# Pics of all my lights to date +/-



## CroMAGnet (Mar 10, 2006)

*Just took a few pics of my small collection and not a Surefire in the lot! :shrug: I'm going to have a sale to thin the herd shortly.












Missing is the Thor, Costco 35w HiD, Tiger11, Lambda TurboLights, the Nano & more lights in the car & out on loan to friends.
:nana:*​


----------



## Mini-Moder (Mar 10, 2006)

Wow great collection. First of all, what is the bronze mag on left of first picture. Man that is cool. Also, have a few batteries, and battery holders. I cant see all the different kinds. But man thats a lot. I am looking foward to the sale!!!


----------



## chiphead (Mar 10, 2006)

I am truly humbled.

chiphead...Walking through life at DEFCON-3.


----------



## Flame (Mar 10, 2006)

Great collection!

I looked really hard for that chrome Jil light but I cant find it. Must have been in your pocket when you took that picture. I have been hoping you would post a picture of it.


----------



## goldserve (Mar 10, 2006)

Woohoo. NICE! :rock:


----------



## JasonC8301 (Mar 10, 2006)

Sweet! Are those McGizmo Pelican M6 McModules in the second picture?


----------



## bwaites (Mar 10, 2006)

What is that deep red Maglite on the top, just under the light blue Mag?:nana: 


Bill


----------



## CroMAGnet (Mar 10, 2006)

Haha!! Thaks guys 

The ultra rare "Orange" light in the top picture is a Mintrois that ModaMag and I made in his garage. It has 3 TWOH Lux3 a PTS heatsink a Fatman driver and it's cut-down running 4AA NiMHs.
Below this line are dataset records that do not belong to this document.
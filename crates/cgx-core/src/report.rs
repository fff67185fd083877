// ── Progress reporting ──
//
// The workflow narrates what it finds and does through `Reporter`; the CLI
// renders it to the terminal. Every hook defaults to a no-op.

use cgx_api::{Site, Tenant, WanInterface};

use crate::change::{ChangeRequest, FieldChange};
use crate::error::CoreError;
use crate::labels::LabelInfo;
use crate::workflow::{ApplySummary, MatchRecord};

#[allow(unused_variables)]
pub trait Reporter {
    /// Tenant identity confirmed.
    fn tenant(&mut self, tenant: &Tenant) {}

    /// A site's interface listing failed; the site is skipped.
    fn site_skipped(&mut self, site: &Site, error: &CoreError) {}

    /// An interface matched the circuit name filter.
    fn matched(&mut self, site: &Site, interface: &WanInterface, label: &LabelInfo) {}

    /// Discovery finished; shown right before the confirmation prompt.
    fn review(&mut self, matches: &[MatchRecord], request: &ChangeRequest) {}

    /// The operator declined the change.
    fn declined(&mut self) {}

    /// About to submit one interface.
    fn changing(&mut self, record: &MatchRecord, changes: &[FieldChange]) {}

    /// Result of one submission.
    fn outcome(&mut self, record: &MatchRecord, result: Result<(), &CoreError>) {}

    /// All submissions done.
    fn finished(&mut self, summary: &ApplySummary) {}
}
The Chrome Jillie is in there :nana:

The beautiful deep red USL deserves a better picture 
Maybe I'll retake it during the daylight.

Oh and the 4 Aleph LE's are as follows;
NG1000 TWOK made by McGizmo
BB400 WX1S made by McGizmo
TWOH Custom FluPIC made by Goldserve
UX1K Custom FluPIC made by Goldserve

:twothumbs

I should make a list of all these modded lights in this thread huh. :naughty:


----------



## Flame (Mar 10, 2006)

CroMAGnet said:


> The Chrome Jillie is in there


 
heh...I saw that one standing up next to the rest of the Jills but it looked different.


----------



## Trashman (Mar 10, 2006)

Sweet collection! Is that a gold bezel ring I see on that HA Q3?


----------



## Mini-Moder (Mar 11, 2006)

I didnt see it before. But is that a purple lipstick (bottom right of last picture)? Man that is cool.


----------



## Ledean (Mar 11, 2006)

That is a great collection.


----------



## CLHC (Mar 16, 2006)

Excellent photos there Tony! :wave:


----------



## CroMAGnet (Mar 16, 2006)

CHC said:


> Excellent phots there Tony! :wave:


Thanks! The WHOLE bottom picture is SOLD!! 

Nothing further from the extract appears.